The name of the counsel in the said list was Mr. Alumba, the very counsel who was in court on the said 18/4/84 and took notes about the case.
From the above examination of matters on which the appellant based his application it is obvious that they are tissues of lies and no reasonable tribunal will exercise its discretion in favour of an applicant who bases his request of exercise of such discretion on tissues of falsehood.”
It is relevant to consider whether the Court of Appeal was right in believing that the file jacket which the trial court found with the correct endorsement of the date of hearing of the substantive action, had been admitted in evidence correctly. Learned counsel for the appellant submitted that, notwithstanding the provisions of section 222 of the Evidence Act, the learned trial Judge wrongly and in coercive circumstances admitted information privileged by S. 169 of Evidence Act, i.e. the endorsement on the file jacket and that the cases relied on by the Court of Appeal of Torti v. Ukpabi (1984) 1 SCNLR 214, (1984) I SC 270 at 392 and Kuramo v. The Queen (1955) AC 197 at 200, are distinguishable from the facts of the present case. These cases, counsel argued, dealt with the circumstances under which legally admissible evidence is obtained and the weight to attach to it and not matters dealing with privileged communications.

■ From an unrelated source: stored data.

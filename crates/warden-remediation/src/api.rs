//! The remediation API boundary.
//!
//! Everything the runtime does to a guild goes through [`RemediationApi`]:
//! message deletion and notices, member sanctions, role grants, and the
//! channel/role plumbing the reconciler needs.

use async_trait::async_trait;
use serde::{Deserialize, Serialize};
use std::fmt::Debug;
use std::ops::BitOr;
use std::time::Duration;
use warden_types::{ChannelId, GuildId, MessageId, RoleId, UserId};

use crate::error::RemediationResult;

/// Permission bit set.
#[derive(Debug, Clone, Copy, Default, PartialEq, Eq, Hash, Serialize, Deserialize)]
#[serde(transparent)]
pub struct Permissions(u64);

impl Permissions {
    pub const NONE: Permissions = Permissions(0);
    pub const VIEW_CHANNEL: Permissions = Permissions(1 << 10);
    pub const SEND_MESSAGES: Permissions = Permissions(1 << 11);
    pub const READ_MESSAGE_HISTORY: Permissions = Permissions(1 << 16);

    pub const fn from_bits(bits: u64) -> Self {
        Self(bits)
    }

    pub const fn bits(self) -> u64 {
        self.0
    }

    pub const fn contains(self, other: Permissions) -> bool {
        self.0 & other.0 == other.0
    }

    pub const fn is_empty(self) -> bool {
        self.0 == 0
    }
}

impl BitOr for Permissions {
    type Output = Permissions;

    fn bitor(self, rhs: Self) -> Self::Output {
        Permissions(self.0 | rhs.0)
    }
}

/// A guild role as seen by the remediation API.
#[derive(Debug, Clone, PartialEq, Eq, Serialize, Deserialize)]
pub struct RoleInfo {
    pub id: RoleId,
    pub name: String,
    /// Hierarchy position; `@everyone` is 0, higher outranks lower
    pub position: i32,
    pub color: u32,
    pub hoist: bool,
    pub mentionable: bool,
    /// Owned by an integration (bot roles), cannot be granted by hand
    pub managed: bool,
    pub permissions: Permissions,
}

impl RoleInfo {
    /// `@everyone` shares its id with the guild.
    pub fn is_everyone(&self, guild_id: GuildId) -> bool {
        self.id.get() == guild_id.get()
    }
}

/// Properties of a role to create or update.
#[derive(Debug, Clone, PartialEq, Eq)]
pub struct NewRole {
    pub name: String,
    pub color: u32,
    pub hoist: bool,
    pub mentionable: bool,
    pub permissions: Permissions,
}

impl NewRole {
    /// Whether `role` already carries these properties.
    pub fn matches(&self, role: &RoleInfo) -> bool {
        role.name == self.name
            && role.color == self.color
            && role.hoist == self.hoist
            && role.mentionable == self.mentionable
            && role.permissions == self.permissions
    }
}

#[derive(Debug, Clone, Copy, PartialEq, Eq, Serialize, Deserialize)]
#[serde(rename_all = "snake_case")]
pub enum ChannelKind {
    Text,
    Category,
}

#[derive(Debug, Clone, PartialEq, Eq, Serialize, Deserialize)]
pub struct ChannelInfo {
    pub id: ChannelId,
    pub name: String,
    pub kind: ChannelKind,
    #[serde(default, skip_serializing_if = "Option::is_none")]
    pub parent_id: Option<ChannelId>,
    pub position: i32,
}

#[derive(Debug, Clone, PartialEq, Eq, Serialize, Deserialize)]
pub struct MessageInfo {
    pub id: MessageId,
    pub author_id: UserId,
    pub content: String,
}

#[derive(Debug, Clone, Copy, PartialEq, Eq, Hash, Serialize, Deserialize)]
#[serde(rename_all = "snake_case")]
pub enum OverwriteTarget {
    Role(RoleId),
    Member(UserId),
}

/// Per-channel permission override.
#[derive(Debug, Clone, Copy, PartialEq, Eq, Serialize, Deserialize)]
pub struct PermissionOverwrite {
    pub target: OverwriteTarget,
    pub allow: Permissions,
    pub deny: Permissions,
}

impl PermissionOverwrite {
    pub fn allow(target: OverwriteTarget, allow: Permissions) -> Self {
        Self {
            target,
            allow,
            deny: Permissions::NONE,
        }
    }

    pub fn deny(target: OverwriteTarget, deny: Permissions) -> Self {
        Self {
            target,
            allow: Permissions::NONE,
            deny,
        }
    }
}

#[derive(Debug, Clone, Copy, PartialEq, Eq, Serialize, Deserialize)]
#[serde(rename_all = "snake_case")]
pub enum PresenceStatus {
    Online,
    Idle,
    DoNotDisturb,
}

/// Process-wide status shown to every guild.
#[derive(Debug, Clone, PartialEq, Eq, Serialize, Deserialize)]
pub struct Presence {
    pub status: PresenceStatus,
    pub activity: String,
}

impl Presence {
    pub fn new(status: PresenceStatus, activity: impl Into<String>) -> Self {
        Self {
            status,
            activity: activity.into(),
        }
    }
}

/// Side-effecting operations against the chat platform.
#[async_trait]
pub trait RemediationApi: Send + Sync + Debug {
    // Messages

    async fn delete_message(
        &self,
        guild_id: GuildId,
        channel_id: ChannelId,
        message_id: MessageId,
    ) -> RemediationResult<()>;

    async fn send_message(
        &self,
        guild_id: GuildId,
        channel_id: ChannelId,
        content: &str,
    ) -> RemediationResult<MessageId>;

    /// Most recent messages first.
    async fn recent_messages(
        &self,
        guild_id: GuildId,
        channel_id: ChannelId,
        limit: usize,
    ) -> RemediationResult<Vec<MessageInfo>>;

    // Members

    async fn add_member_role(
        &self,
        guild_id: GuildId,
        user_id: UserId,
        role_id: RoleId,
    ) -> RemediationResult<()>;

    async fn remove_member_role(
        &self,
        guild_id: GuildId,
        user_id: UserId,
        role_id: RoleId,
    ) -> RemediationResult<()>;

    async fn member_roles(&self, guild_id: GuildId, user_id: UserId) -> RemediationResult<Vec<RoleId>>;

    async fn timeout_member(
        &self,
        guild_id: GuildId,
        user_id: UserId,
        duration: Duration,
    ) -> RemediationResult<()>;

    async fn kick_member(
        &self,
        guild_id: GuildId,
        user_id: UserId,
        reason: Option<&str>,
    ) -> RemediationResult<()>;

    async fn ban_member(
        &self,
        guild_id: GuildId,
        user_id: UserId,
        reason: Option<&str>,
        delete_message_days: u8,
    ) -> RemediationResult<()>;

    // Channels

    async fn channels(&self, guild_id: GuildId) -> RemediationResult<Vec<ChannelInfo>>;

    async fn create_category(
        &self,
        guild_id: GuildId,
        name: &str,
        position: i32,
    ) -> RemediationResult<ChannelInfo>;

    async fn create_text_channel(
        &self,
        guild_id: GuildId,
        name: &str,
        parent_id: Option<ChannelId>,
    ) -> RemediationResult<ChannelInfo>;

    async fn delete_channel(&self, guild_id: GuildId, channel_id: ChannelId) -> RemediationResult<()>;

    async fn set_channel_overwrites(
        &self,
        guild_id: GuildId,
        channel_id: ChannelId,
        overwrites: &[PermissionOverwrite],
    ) -> RemediationResult<()>;

    // Roles

    async fn roles(&self, guild_id: GuildId) -> RemediationResult<Vec<RoleInfo>>;

    async fn create_role(&self, guild_id: GuildId, role: &NewRole) -> RemediationResult<RoleInfo>;

    async fn modify_role(
        &self,
        guild_id: GuildId,
        role_id: RoleId,
        role: &NewRole,
    ) -> RemediationResult<RoleInfo>;

    async fn modify_role_position(
        &self,
        guild_id: GuildId,
        role_id: RoleId,
        position: i32,
    ) -> RemediationResult<()>;

    // Identity

    async fn guild_owner(&self, guild_id: GuildId) -> RemediationResult<UserId>;

    async fn current_user(&self) -> RemediationResult<UserId>;

    async fn update_presence(&self, presence: &Presence) -> RemediationResult<()>;
}

#[cfg(test)]
mod tests {
    use super::*;

    #[test]
    fn test_permission_bits() {
        let granted = Permissions::VIEW_CHANNEL | Permissions::SEND_MESSAGES;
        assert!(granted.contains(Permissions::VIEW_CHANNEL));
        assert!(!granted.contains(Permissions::READ_MESSAGE_HISTORY));
        assert!(Permissions::NONE.is_empty());
        assert_eq!(Permissions::from_bits(granted.bits()), granted);
    }

    #[test]
    fn test_new_role_matches() {
        let wanted = NewRole {
            name: "Warden".into(),
            color: 0x1E90FF,
            hoist: true,
            mentionable: true,
            permissions: Permissions::NONE,
        };
        let mut role = RoleInfo {
            id: RoleId::new(9),
            name: "Warden".into(),
            position: 3,
            color: 0x1E90FF,
            hoist: true,
            mentionable: true,
            managed: false,
            permissions: Permissions::NONE,
        };
        assert!(wanted.matches(&role));
        role.color = 0;
        assert!(!wanted.matches(&role));
    }

    #[test]
    fn test_everyone_role_shares_guild_id() {
        let role = RoleInfo {
            id: RoleId::new(42),
            name: "@everyone".into(),
            position: 0,
            color: 0,
            hoist: false,
            mentionable: false,
            managed: false,
            permissions: Permissions::NONE,
        };
        assert!(role.is_everyone(GuildId::new(42)));
        assert!(!role.is_everyone(GuildId::new(43)));
    }
}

The Court of Appeal considered the submission of appellant’s counsel on the admission of the file jacket and quite rightly rejected it. I find the argument of counsel on this issue unconvincing as I believe that the trial Judge stumbled on the endorsement on the file jacket during the proceedings before him. The endorsement is very relevant to the proceedings before the Judge because it showed in a document that the counsel for the appellant was aware of 18/4/84, the date fixed for the hearing of the substantive claim. It is pertinent to reproduce the provisions of section 222 of the Evidence Act which permitted the use of such a document in evidence in order to discover or to obtain proper proof of relevant facts of the issues in dispute before the court. That Section states:
“222. The court or any person empowered by law to take evidence may, in order to discover or to obtain proper proof of relevant facts, ask any question he pleases in any form, at any time, of any witness, or of the parties about any fact relevant or irrelevant; and may order the production of any document or thing; and neither the parties nor their agents shall be entitled to make any objection to any such question or order or, without the leave of the court, to cross-examine any witness upon any answer given in reply to any such question; provided that the judgment must be based upon facts declared by this ordinance to be relevant, and duly proved.”

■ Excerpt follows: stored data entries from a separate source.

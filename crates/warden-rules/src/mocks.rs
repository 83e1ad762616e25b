//! Test doubles for the classifier.

use async_trait::async_trait;
use std::sync::atomic::{AtomicBool, AtomicUsize, Ordering};

use crate::classifier::{Classifier, Verdict};
use crate::error::{ClassifierError, ClassifierResult};

/// Flags text containing any configured term and counts calls.
#[derive(Debug, Default)]
pub struct ScriptedClassifier {
    terms: Vec<String>,
    calls: AtomicUsize,
    failing: AtomicBool,
}

impl ScriptedClassifier {
    pub fn flagging<I, S>(terms: I) -> Self
    where
        I: IntoIterator<Item = S>,
        S: Into<String>,
    {
        Self {
            terms: terms.into_iter().map(|t| t.into().to_lowercase()).collect(),
            ..Self::default()
        }
    }

    /// Every call fails with `Unavailable`.
    pub fn failing() -> Self {
        let classifier = Self::default();
        classifier.failing.store(true, Ordering::SeqCst);
        classifier
    }

    pub fn calls(&self) -> usize {
        self.calls.load(Ordering::SeqCst)
    }
}

#[async_trait]
impl Classifier for ScriptedClassifier {
    async fn classify(&self, text: &str) -> ClassifierResult<Verdict> {
        self.calls.fetch_add(1, Ordering::SeqCst);
        if self.failing.load(Ordering::SeqCst) {
            return Err(ClassifierError::Unavailable("scripted failure".to_string()));
        }
        let text = text.to_lowercase();
        let hits: Vec<String> = self
            .terms
            .iter()
            .filter(|term| text.contains(term.as_str()))
            .cloned()
            .collect();
        if hits.is_empty() {
            Ok(Verdict::clean())
        } else {
            Ok(Verdict::flagged(hits))
        }
    }
}
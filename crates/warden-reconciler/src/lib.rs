//! Warden Reconciler - keeps the bot's role at the top of every guild
//!
//! Each known guild is checked on a schedule and on demand. A guild whose
//! hierarchy puts another role above the bot is marked non-compliant, given
//! a private setup channel, and has its events suppressed until fixed.

#![deny(unsafe_code)]

pub mod config;
pub mod error;
pub mod reconciler;
pub mod state;

pub use config::ReconcilerConfig;
pub use error::{ReconcileError, ReconcileResult};
pub use reconciler::{assess, RoleReconciler};
pub use state::{Compliance, ReconcilerState, SweepReport};
//! Strongly-typed identifiers
//!
//! Platform entities are addressed by 64-bit snowflakes; rules are addressed
//! by UUID. All of them are wrapped in newtypes so a channel id can never be
//! passed where a role id is expected.

use serde::{Deserialize, Serialize};
use std::fmt;
use uuid::Uuid;

macro_rules! snowflake_id {
    ($(#[$meta:meta])* $name:ident, $prefix:literal) => {
        $(#[$meta])*
        #[derive(
            Debug, Clone, Copy, Default, PartialEq, Eq, PartialOrd, Ord, Hash, Serialize, Deserialize,
        )]
        #[serde(transparent)]
        pub struct $name(u64);

        impl $name {
            pub const fn new(raw: u64) -> Self {
                Self(raw)
            }

            pub const fn get(self) -> u64 {
                self.0
            }
        }

        impl From<u64> for $name {
            fn from(raw: u64) -> Self {
                Self(raw)
            }
        }

        impl fmt::Display for $name {
            fn fmt(&self, f: &mut fmt::Formatter<'_>) -> fmt::Result {
                write!(f, concat!($prefix, ":{}"), self.0)
            }
        }
    };
}

snowflake_id!(
    /// Identifier of a guild (community workspace)
    GuildId,
    "guild"
);
snowflake_id!(
    /// Identifier of a user or member
    UserId,
    "user"
);
snowflake_id!(
    /// Identifier of a channel or category
    ChannelId,
    "channel"
);
snowflake_id!(
    /// Identifier of a message
    MessageId,
    "message"
);
snowflake_id!(
    /// Identifier of a role
    RoleId,
    "role"
);

impl UserId {
    /// Mention markup for this user.
    pub fn mention(&self) -> String {
        format!("<@{}>", self.0)
    }
}

/// Unique identifier for a rule
#[derive(Debug, Clone, Copy, PartialEq, Eq, PartialOrd, Ord, Hash, Serialize, Deserialize)]
#[serde(transparent)]
pub struct RuleId(Uuid);

impl RuleId {
    /// Fixed id of the synthetic classifier rule.
    pub const CLASSIFIER: RuleId =
        RuleId(Uuid::from_u128(0xc1a5_51f1_e000_4000_8000_0000_0000_0001));

    pub fn generate() -> Self {
        Self(Uuid::new_v4())
    }

    pub const fn from_uuid(uuid: Uuid) -> Self {
        Self(uuid)
    }

    pub fn as_uuid(&self) -> &Uuid {
        &self.0
    }
}

impl fmt::Display for RuleId {
    fn fmt(&self, f: &mut fmt::Formatter<'_>) -> fmt::Result {
        write!(f, "rule:{}", self.0)
    }
}

#[cfg(test)]
mod tests {
    use super::*;

    #[test]
    fn test_snowflake_display_and_serde() {
        let id = GuildId::new(42);
        assert_eq!(id.to_string(), "guild:42");
        assert_eq!(serde_json::to_string(&id).unwrap(), "42");
        let back: GuildId = serde_json::from_str("42").unwrap();
        assert_eq!(back, id);
    }

    #[test]
    fn test_mention() {
        assert_eq!(UserId::new(7).mention(), "<@7>");
    }

    #[test]
    fn test_rule_ids_order_by_uuid() {
        let a = RuleId::from_uuid(Uuid::from_u128(1));
        let b = RuleId::from_uuid(Uuid::from_u128(2));
        assert!(a < b);
    }
}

I therefore entirely agree that the Court of Appeal was right in holding that the file jacket was rightly admitted in evidence and the entry thereon about the date of hearing of the substantive case was rightly used by the learned trial Judge being a relevant fact necessary for the determination of the issue being considered before the court.
Learned counsel for the appellant now referred to section 169 of the Evidence Act and further argued that the endorsement on the file jacket was a privileged communication between the counsel and his client. The Court of Appeal rightly rejected this submission in the following short but relevant finding:
“To my mind this is stretching the doctrine of privilege between counsel and client too far. That entry of date was for the guidance of counsel and for the information of his client if he was proved to be absent from court on the day the case was adjourned. It can never, by any stretch of imagination, be considered correspondence between solicitor and client, let alone being privileged.”

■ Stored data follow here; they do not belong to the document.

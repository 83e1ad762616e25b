//! Per-guild reconciliation state.

use chrono::{DateTime, Utc};
use serde::{Deserialize, Serialize};
use std::fmt;
use warden_types::{ChannelId, GuildId, RoleId};

/// Whether the bot's managed role sits at the top of the hierarchy.
#[derive(Debug, Clone, Copy, PartialEq, Eq, Hash, Serialize, Deserialize)]
#[serde(rename_all = "snake_case")]
pub enum Compliance {
    Compliant,
    NonCompliant,
}

impl Compliance {
    pub fn is_compliant(self) -> bool {
        matches!(self, Compliance::Compliant)
    }
}

impl fmt::Display for Compliance {
    fn fmt(&self, f: &mut fmt::Formatter<'_>) -> fmt::Result {
        match self {
            Compliance::Compliant => f.write_str("compliant"),
            Compliance::NonCompliant => f.write_str("non-compliant"),
        }
    }
}

/// Last observed state of one guild.
#[derive(Debug, Clone, PartialEq, Eq, Serialize, Deserialize)]
pub struct ReconcilerState {
    pub compliance: Compliance,
    #[serde(default, skip_serializing_if = "Option::is_none")]
    pub category_id: Option<ChannelId>,
    #[serde(default, skip_serializing_if = "Option::is_none")]
    pub channel_id: Option<ChannelId>,
    #[serde(default, skip_serializing_if = "Option::is_none")]
    pub managed_role_id: Option<RoleId>,
    pub last_checked: DateTime<Utc>,
}

impl ReconcilerState {
    pub fn new(compliance: Compliance) -> Self {
        Self {
            compliance,
            category_id: None,
            channel_id: None,
            managed_role_id: None,
            last_checked: Utc::now(),
        }
    }
}

/// Outcome of a sweep over all known guilds.
#[derive(Debug, Clone, Default, PartialEq, Eq)]
pub struct SweepReport {
    pub compliant: Vec<GuildId>,
    pub non_compliant: Vec<GuildId>,
    pub failed: Vec<(GuildId, String)>,
}

impl SweepReport {
    pub fn checked(&self) -> usize {
        self.compliant.len() + self.non_compliant.len() + self.failed.len()
    }
}
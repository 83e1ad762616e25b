//! Warden Remediation - the side-effect boundary of the runtime
//!
//! - [`RemediationApi`]: every operation the runtime performs against a guild
//! - [`RemediationClient`]: per-call timeout plus bounded retry of transient failures
//! - [`ActionExecutor`]: applies the engine's selection, claiming cooldowns atomically
//! - [`SandboxRemediationApi`]: in-memory guild model for tests and dry runs

#![deny(unsafe_code)]

pub mod api;
pub mod client;
pub mod error;
pub mod executor;
pub mod sandbox;

pub use api::{
    ChannelInfo, ChannelKind, MessageInfo, NewRole, OverwriteTarget, PermissionOverwrite,
    Permissions, Presence, PresenceStatus, RemediationApi, RoleInfo,
};
pub use client::{RemediationClient, RetryPolicy, DEFAULT_CALL_TIMEOUT};
pub use error::{ExecutionError, RemediationError, RemediationResult};
pub use executor::{render_notice, ActionExecutor, ExecutionOutcome, PermissionIssue};
pub use sandbox::{LaggingRemediationApi, SandboxCall, SandboxRemediationApi};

It is crystal clear that the appellant has failed to establish any convincing argument which would invite the interference of the exercise of discretion made by the lower courts in this appeal. I hesitate to repeat what this court has said many times over that an appellate court will not interfere with the exercise of the discretion by a lower court so long as the exercise of the discretion by the lower court has not been found to be perverse, arbitrary and not judicial- Bank of Baroda v. Mercantile Bank of Nigeria Limited (supra) and Bakare v. African Continental Bank Ltd. (1986) 3 NWLR (Pt. 26) 47.
This appeal becomes more difficult for the appellant having been brought against concurrent findings of two lower courts. Since the appellant has failed to show that any decision of the courts below has occasioned a miscarriage of justice, the rightful conclusion for me is to affirm those concurrent findings of the two lower courts.
In the result, this appeal has failed and it is dismissed. The concurrent decisions of the two lower courts are hereby affirmed. The respondent is entitled to the costs of this appeal which I assess at N1,000.00.

BELGORE, J.S.C.: I read in advance the judgment of my learned brother, Mohammed, J.S.C. and for the reasons ably adumbrated therein, I also find no merit in this appeal. I adopt his decision as mine in dismissing this appeal and making the same consequential order as to costs.

OGUNDARE, J.S.C.: I agree entirely with the judgment of my learned brother, Mohammed, J.S.C. just read. I have nothing more to add. I too dismiss the appeal with costs as assessed by him.

OGWUEGBU, J.S.C.: I have had the opportunity of reading in draft the judgment just delivered by my learned brother Mohammed, J.S.C. I agree entirely with him and adopt his reasoning and conclusions therein as my own. I need only add a few comments of my own on the admissibility of Exhibit “A2” (the case file jacket) in evidence and whether the endorsement on the said exhibit is a privileged document.
When it is a question of admission of evidence, strictly, it is not whether the method by which it is obtained is tortious but excusable, but whether what has been obtained is relevant to the issue being tried. See Kuruma v. R. (1955) AC 197. In the case in hand, Exhibit “A2” is very relevant to the issue whether the appellant had knowledge that the claim against him was fixed for hearing on 18:4:84 as well as establishing the falsity of both oral and affidavit evidence of the appellant’s counsel that he was not aware of the date of trial.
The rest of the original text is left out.